Le thème de l'exposition est dérivé d'un concept extrapolée à partir de la langue de la musique, la poliritmia, qui représente l'utilisation simultanée de plusieurs rythmes non de la même unité de temps,, pour arriver à construire une figure rythmique différent de ceux déjà présents dans les rythmes qui sont individuellement. Dans les superpositions figuratives peut créer un système de lecture rythmique dynamique multidimensionnelle.
Texte critique
Le poliritmia, est l'utilisation simultanée des rythmes paires et impaires ou non des multiples de la même unité de temps, pour arriver à construire une figure rythmique différent de ceux déjà présents dans les rythmes qui sont individuellement. De plus, la nécessite polyrhythm, soit telle, la production d'une variété de richesse rythmée par l'utilisation simultanée des rythmes précisément, Par exemple, qui diffère de la mélodie, dont la propriété est d'être facilement identifié dans le tissu de la composition.
La transposition de cette idée à l'art figuratif et de l'architecture, nous sommes à préparer un outil important.
Les rythmes de composition en architecture sont souvent très marquées, visible, les canons des systèmes de conception et de construction eux-mêmes sont la genèse de la création de structures rythmiques pour les mathématiques en architecture ont toujours dit temps, la métrique dans la création d'objets.

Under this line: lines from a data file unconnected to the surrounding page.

use std::sync::Arc;

use super::{
    Differ,
    outcome::{Outcome, union},
};
use crate::{
    Diagnostic, QueryRoot, RecordId,
    error::DiffError,
    query::{Argument, Field, FieldKind, Selection},
    range::{RANGE_ARGUMENTS, RangeCalls, RangeDiff, RangeEdge},
    reconstruct::{QueryPath, UnsupportedRefetch},
    store::{Record, RecordState},
};

/// A connection being diffed.
struct ConnectionScope<'s> {
    field: &'s Field,
    /// Generated record holding the range and the non-edge fields.
    record: RecordId,
    range_diff: RangeDiff,
    /// Path to the record holding the connection.
    path: Option<&'s QueryPath>,
}

impl Differ<'_> {
    pub(super) fn diff_connection(
        &mut self,
        record: &RecordId,
        node: &Selection,
        field: &Field,
        storage_key: &str,
        path: Option<&QueryPath>,
    ) -> Result<Option<Selection>, DiffError> {
        if !self.store.has_field(record, storage_key) {
            return Ok(Some(node.clone()));
        }
        let Some(connection) = self.read(self.store.connection_record_id(record, storage_key))? else {
            return Ok(Some(node.clone()));
        };
        let Some(connection) = connection else {
            return Ok(None);
        };
        if self.store.record_state(&connection) != RecordState::Present {
            return Ok(Some(node.clone()));
        }

        let calls = match RangeCalls::from_arguments(&field.arguments) {
            Ok(calls) => calls,
            Err(err) => {
                tracing::debug!("Refetching connection `{}` entirely: {err}", field.name);
                return Ok(Some(node.clone()));
            }
        };

        let range_diff = match self.store.record(&connection).and_then(Record::range) {
            Some(range) => range.diff(&calls),
            None => RangeDiff {
                cached_edges: Vec::new(),
                residual: Some(calls),
                page_info_known: false,
            },
        };

        // Without a path the window can't be extended on its own, the parent refetches it whole.
        if range_diff.residual.is_some() && path.is_none() {
            return Ok(Some(node.clone()));
        }

        self.tracker.track_node_for_id(&connection, node);

        let scope = ConnectionScope {
            field,
            record: connection,
            range_diff,
            path,
        };

        let children_path = path.map(|path| path.push(node));
        let missing = self.diff_connection_selections(&scope, node.selections(), children_path.as_ref())?;

        let Some(residual) = &scope.range_diff.residual else {
            return Ok(Outcome::from_missing(node, missing).into_selection(node));
        };

        // The extension carries the full selection, covering the non-edge fields as well.
        let mut extension = field.clone();
        extension.arguments = with_range_arguments(field, residual);

        tracing::debug!("Extending the window of connection `{}` with {residual:?}", field.name);

        match self
            .reconstructor
            .build(path, vec![Selection::Field(Arc::new(extension))])
        {
            Ok(root) => {
                self.split_roots.push(root);
                Ok(None)
            }
            Err(UnsupportedRefetch) => Ok(Some(node.clone())),
        }
    }

    fn diff_connection_selections(
        &mut self,
        scope: &ConnectionScope<'_>,
        selections: &[Selection],
        path: Option<&QueryPath>,
    ) -> Result<Vec<Selection>, DiffError> {
        let config = self.config;
        let mut missing = Vec::new();

        for selection in selections {
            let diff = match selection {
                Selection::Field(field) if field.name == config.connection.edges => self.diff_edges(scope, selection, field)?,
                // Answered by the range, or refetched along with the extension of the window.
                Selection::Field(field) if field.name == config.connection.page_info => None,
                Selection::Field(field) => self.diff_field(&scope.record, selection, field, path)?,
                Selection::Fragment(fragment) => {
                    if !self.fragment_applies(&scope.record, fragment) {
                        continue;
                    }

                    let path = path.map(|path| path.push(selection));
                    let children = self.diff_connection_selections(scope, &fragment.selections, path.as_ref())?;
                    Outcome::from_missing(selection, children).into_selection(selection)
                }
            };
            missing.extend(diff);
        }

        Ok(missing)
    }

    /// Diffs every cached edge of the window. Returns the edge fields which could neither be
    /// refetched through `find` nor reported.
    fn diff_edges(
        &mut self,
        scope: &ConnectionScope<'_>,
        node: &Selection,
        edges: &Field,
    ) -> Result<Option<Selection>, DiffError> {
        let mut folded = Vec::new();

        for edge in &scope.range_diff.cached_edges {
            let mut node_unrefetchable = false;

            let edge_missing = match self.store.record_state(&edge.edge_id) {
                RecordState::Present => {
                    self.diff_edge_selections(scope, edge, &edges.selections, &mut node_unrefetchable)?
                }
                RecordState::Unknown | RecordState::Nonexistent => edges.selections.clone(),
            };

            if !edge_missing.is_empty() {
                match edge.node_id.as_ref().filter(|id| !id.is_client_id()) {
                    Some(node_id) if scope.field.is_findable() => {
                        match self.find_root(scope, node, edges, node_id, edge_missing.clone()) {
                            Ok(root) => self.split_roots.push(root),
                            Err(UnsupportedRefetch) => folded = union(&edges.selections, folded, edge_missing),
                        }
                    }
                    Some(_) => self.diagnostics.report(Diagnostic::ConnectionNotFindable {
                        connection: scope.field.name.clone(),
                    }),
                    None => node_unrefetchable = true,
                }
            }

            if node_unrefetchable && !scope.field.connection_without_node_id {
                self.diagnostics.report(Diagnostic::ConnectionNodeWithoutId {
                    connection: scope.field.name.clone(),
                });
            }
        }

        Ok(Outcome::from_missing(node, folded).into_selection(node))
    }

    /// Missing edge fields of an edge record. Data missing on its node is split off or flagged
    /// through `node_unrefetchable`.
    fn diff_edge_selections(
        &mut self,
        scope: &ConnectionScope<'_>,
        edge: &RangeEdge,
        selections: &[Selection],
        node_unrefetchable: &mut bool,
    ) -> Result<Vec<Selection>, DiffError> {
        let mut missing = Vec::new();

        for selection in selections {
            let diff = match selection {
                Selection::Field(field) if field.name == self.config.connection.node => {
                    self.diff_edge_node(edge, selection, field, node_unrefetchable)?;
                    None
                }
                Selection::Field(field) => self.diff_field(&edge.edge_id, selection, field, None)?,
                Selection::Fragment(fragment) => {
                    if !self.fragment_applies(&edge.edge_id, fragment) {
                        continue;
                    }

                    let children =
                        self.diff_edge_selections(scope, edge, &fragment.selections, node_unrefetchable)?;
                    Outcome::from_missing(selection, children).into_selection(selection)
                }
            };
            missing.extend(diff);
        }

        Ok(missing)
    }

    fn diff_edge_node(
        &mut self,
        edge: &RangeEdge,
        node: &Selection,
        field: &Field,
        node_unrefetchable: &mut bool,
    ) -> Result<(), DiffError> {
        let storage_key = field.storage_key();

        let linked = if self.store.has_field(&edge.edge_id, &storage_key) {
            self.read(self.store.linked_record_id(&edge.edge_id, &storage_key))?
        } else {
            None
        };
        let Some(linked) = linked else {
            *node_unrefetchable = true;
            return Ok(());
        };
        let Some(linked) = linked else {
            return Ok(());
        };

        let missing = match self.store.record_state(&linked) {
            RecordState::Unknown => field.selections.clone(),
            RecordState::Nonexistent => return Ok(()),
            RecordState::Present => {
                self.tracker.track_node_for_id(&linked, node);
                let path = (!linked.is_client_id()).then(|| QueryPath::node(&linked, &field.type_name));
                self.diff_selections(&linked, &field.selections, path.as_ref())?
            }
        };

        if missing.is_empty() {
            return Ok(());
        }

        if linked.is_client_id() {
            *node_unrefetchable = true;
        } else {
            self.split_node(&linked, &field.type_name, missing);
        }

        Ok(())
    }

    /// `connection(find: <node id>) { edges { cursor node { id __typename } ...missing } }`,
    /// re-anchored at the record holding the connection.
    fn find_root(
        &self,
        scope: &ConnectionScope<'_>,
        node: &Selection,
        edges: &Field,
        node_id: &RecordId,
        missing: Vec<Selection>,
    ) -> Result<QueryRoot, UnsupportedRefetch> {
        let config = self.config;

        let node_type = self
            .schema
            .field(&edges.type_name, &config.connection.node)
            .map(|field| field.type_name.as_str())
            .unwrap_or("Node");

        let mut edge_node = Field::new(config.connection.node.as_str(), node_type, FieldKind::Linked);
        edge_node.is_abstract = self.schema.is_abstract(node_type);
        edge_node.selections = vec![
            self.reconstructor.scalar(&config.id_field, "ID"),
            self.reconstructor.scalar(&config.typename_field, "String"),
        ];

        let mut children = vec![
            self.reconstructor.scalar(&config.connection.cursor, "String"),
            Selection::Field(Arc::new(edge_node)),
        ];
        children.extend(missing.into_iter().filter(|selection| !selection.is_generated()));

        let mut find = scope.field.clone();
        find.arguments = with_range_arguments(scope.field, &RangeCalls::Find(node_id.to_string()));
        find.selections = vec![node.with_selections(children)];

        tracing::debug!(
            "Refetching edge of node '{node_id}' in connection `{}` through find",
            scope.field.name
        );

        self.reconstructor.build(scope.path, vec![Selection::Field(Arc::new(find))])
    }
}

/// The arguments of `field` with its pagination replaced by `calls`.
fn with_range_arguments(field: &Field, calls: &RangeCalls) -> Vec<Argument> {
    field
        .arguments
        .iter()
        .filter(|argument| !RANGE_ARGUMENTS.contains(&argument.name.as_str()))
        .cloned()
        .chain(calls.to_arguments())
        .collect()
}
use std::borrow::Cow;

use crate::{ConfigError, RecordId, range::RangeError};

pub type Result<T> = std::result::Result<T, Error>;

#[derive(Debug, thiserror::Error)]
pub enum Error {
    #[error(transparent)]
    Config(#[from] ConfigError),
    #[error(transparent)]
    Schema(#[from] SchemaError),
    #[error(transparent)]
    Query(#[from] QueryError),
    #[error(transparent)]
    Store(#[from] StoreError),
    #[error(transparent)]
    Range(#[from] RangeError),
    #[error(transparent)]
    Diff(#[from] DiffError),
}

#[derive(Debug, thiserror::Error)]
pub enum SchemaError {
    #[error("Could not parse the schema: {0}")]
    Parsing(String),
    #[error("The schema does not define the query type '{name}'")]
    MissingQueryType { name: String },
}

#[derive(Debug, thiserror::Error)]
pub enum QueryError {
    #[error("Could not parse the query: {0}")]
    Parsing(String),
    #[error("The document does not contain any operation")]
    NoOperation,
    #[error("Only queries can be diffed, found a {0}")]
    UnsupportedOperation(Cow<'static, str>),
    #[error("Fragment spreads are not supported at the root of a query")]
    RootFragmentSpread,
    #[error("{container} does not have a field named '{name}'")]
    UnknownField { container: String, name: String },
    #[error("Unknown fragment named '{name}'")]
    UnknownFragment { name: String },
    #[error("Variable ${name} is missing")]
    MissingVariable { name: String },
    #[error("Fragment cycle detected through '{name}'")]
    FragmentCycle { name: String },
}

/// Errors raised when reading from the record store.
///
/// These indicate that the query and the store disagree about the shape of a field, which can
/// only happen when a record was written with a different schema.
#[derive(Debug, thiserror::Error)]
pub enum StoreError {
    #[error("Expected {expected} at '{storage_key}' on record '{record_id}'")]
    NotFound {
        record_id: RecordId,
        storage_key: String,
        expected: &'static str,
    },
    #[error("Invalid payload at '{path}': {message}")]
    InvalidPayload { path: String, message: Cow<'static, str> },
}

impl StoreError {
    pub(crate) fn invalid_payload(path: impl Into<String>, message: impl Into<Cow<'static, str>>) -> Self {
        StoreError::InvalidPayload {
            path: path.into(),
            message: message.into(),
        }
    }
}

#[derive(Debug, thiserror::Error)]
pub enum DiffError {
    #[error(transparent)]
    Store(#[from] StoreError),
}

Dans les arts figuratifs, à la place il est moins nécessaire, mais seulement par rapport à un choix, rigueur mathématique, et ensuite l'utiliser dans une expérimentation abstraite plus intrigante qui ne l'ont pas obligatoirement, comme dans la conception architecturale et de calcul de structures.
Et ainsi, nous voyons que même si le rythme représente un archétype esthétique.

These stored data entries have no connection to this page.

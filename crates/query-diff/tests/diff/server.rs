//! Answers queries from a fixed JSON graph, returning exactly the fields they select.

use graphql_query_diff::{
    QueryRoot, RangeCalls, Schema,
    query::{Field, FieldKind, Selection},
};
use serde_json::{Map, Value, json};

pub(crate) struct Server {
    data: Value,
}

impl Server {
    pub fn new(data: Value) -> Self {
        Server { data }
    }

    /// The value of the root field of `root`.
    pub fn respond(&self, root: &QueryRoot) -> Value {
        let field = root.field();
        let value = match root.identifying_argument() {
            Some(id) => find_record(&self.data, id).unwrap_or(&Value::Null),
            None => self.data.get(&field.name).unwrap_or(&Value::Null),
        };

        resolve_field(root.schema(), field, value)
    }
}

fn find_record<'a>(value: &'a Value, id: &str) -> Option<&'a Value> {
    match value {
        Value::Object(object) => {
            if object.get("id").and_then(Value::as_str) == Some(id) {
                return Some(value);
            }
            object.values().find_map(|value| find_record(value, id))
        }
        Value::Array(items) => items.iter().find_map(|item| find_record(item, id)),
        _ => None,
    }
}

fn resolve_field(schema: &Schema, field: &Field, value: &Value) -> Value {
    match (&field.kind, value) {
        (_, Value::Null) => Value::Null,
        (FieldKind::Scalar, value) => value.clone(),
        (FieldKind::Linked, Value::Object(object)) => Value::Object(resolve_selections(schema, &field.selections, object)),
        (FieldKind::Plural, Value::Array(items)) => items
            .iter()
            .map(|item| match item {
                Value::Object(object) => Value::Object(resolve_selections(schema, &field.selections, object)),
                _ => Value::Null,
            })
            .collect(),
        (FieldKind::Connection { .. }, Value::Object(connection)) => {
            let window = paginate(field, connection);
            Value::Object(resolve_selections(schema, &field.selections, &window))
        }
        _ => Value::Null,
    }
}

fn resolve_selections(schema: &Schema, selections: &[Selection], object: &Map<String, Value>) -> Map<String, Value> {
    let mut resolved = Map::new();

    for selection in selections {
        match selection {
            Selection::Field(field) => {
                let value = object.get(&field.name).unwrap_or(&Value::Null);
                merge(&mut resolved, field.response_key().to_string(), resolve_field(schema, field, value));
            }
            Selection::Fragment(fragment) => {
                let typename = object.get("__typename").and_then(Value::as_str);
                let applies = match (&fragment.type_condition, typename) {
                    (Some(condition), Some(typename)) => schema.type_condition_applies(condition, typename),
                    _ => true,
                };

                if applies {
                    for (key, value) in resolve_selections(schema, &fragment.selections, object) {
                        merge(&mut resolved, key, value);
                    }
                }
            }
        }
    }

    resolved
}

fn merge(target: &mut Map<String, Value>, key: String, value: Value) {
    match (target.get_mut(&key), value) {
        (Some(Value::Object(existing)), Value::Object(incoming)) => {
            for (key, value) in incoming {
                merge(existing, key, value);
            }
        }
        (Some(Value::Array(existing)), Value::Array(incoming)) if existing.len() == incoming.len() => {
            for (existing, incoming) in existing.iter_mut().zip(incoming) {
                if let (Value::Object(existing), Value::Object(incoming)) = (existing, incoming) {
                    for (key, value) in incoming {
                        merge(existing, key, value);
                    }
                }
            }
        }
        (_, value) => {
            target.insert(key, value);
        }
    }
}

/// The connection with its edges restricted to the requested window, and the matching page info.
fn paginate(field: &Field, connection: &Map<String, Value>) -> Map<String, Value> {
    let edges = connection
        .get("edges")
        .and_then(Value::as_array)
        .cloned()
        .unwrap_or_default();
    let position = |cursor: &str| edges.iter().position(|edge| edge["cursor"] == cursor);

    let (window, has_previous_page, has_next_page) = match RangeCalls::from_arguments(&field.arguments).unwrap() {
        RangeCalls::First { count, after } => {
            let start = match after {
                None => 0,
                Some(cursor) => position(&cursor).map_or(edges.len(), |index| index + 1),
            };
            let end = (start + count).min(edges.len());
            (edges[start..end].to_vec(), start > 0, end < edges.len())
        }
        RangeCalls::Last { count, before } => {
            let end = match before {
                None => edges.len(),
                Some(cursor) => position(&cursor).unwrap_or(0),
            };
            let start = end.saturating_sub(count);
            (edges[start..end].to_vec(), start > 0, end < edges.len())
        }
        RangeCalls::Find(id) => {
            let found = edges
                .iter()
                .filter(|edge| edge["node"]["id"] == id.as_str())
                .cloned()
                .collect();
            (found, false, false)
        }
        RangeCalls::All => (edges.clone(), false, false),
    };

    let mut window_connection = connection.clone();
    window_connection.insert("edges".into(), Value::Array(window));
    window_connection.insert(
        "pageInfo".into(),
        json!({ "hasNextPage": has_next_page, "hasPreviousPage": has_previous_page }),
    );

    window_connection
}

l'idée de voir et d'imaginer des constructions rythmiques.
Le rythme en deux dimensions suggère l'idée de la profondeur, comme il arrive dans la perspective. La texture est un rythme dans le langage, di geometrie, comme l'écriture fait symboles intelligibles, ou une lecture de pleins et de vides, comme un échiquier.

Un polyrythmie, une superposition de rythmes simultanés, nous permet d'aller encore plus loin dans le figuratif, rythmes qui se chevauchent ne sont dessinés sur un plan que dans la moyenne des scores, chevauchement, la suggestion, nous permet de plonger dans les trois dimensions, le rythme détendu et entrée simultanée et définir une réelle profondeur illusoire, car il continue à se déplacer, l'intérieur et à l'extérieur, dans une mise au point continue et répétée.
Les rythmes sont réparties dans l'espace, cette condition l'expérience temporelle polyrythmique nous fait aussi vivons à l'intérieur de l'image et pas seulement, déclenchement d'un processus cognitif, un moteur rythmique, pulsation, nous permet de découvrir et de savoir l'aspect intérieur de l'image cryptée. C'est une dynamique de projection imaginatives, une vague de la réalité cachée à l'intérieur, derrière ce que représente un travail.
Un mouvement de molécules qui viennent à la vie dans l'illusion et racontent ce que jamais consciemment, clairement que nous pourrions être en mesure d'inventer et de décrire, un rêve qui est dit, qui vit sa propre vie, qui se pose en raison de l'utilisation de différents rythmes rythmes simultanément inconscients et tordus de la multidimensionnalité des espaces illusoires. Rythmes représentés, présente dans le travail à travers des éléments qui les définissent visuellement, membres polyrythmique.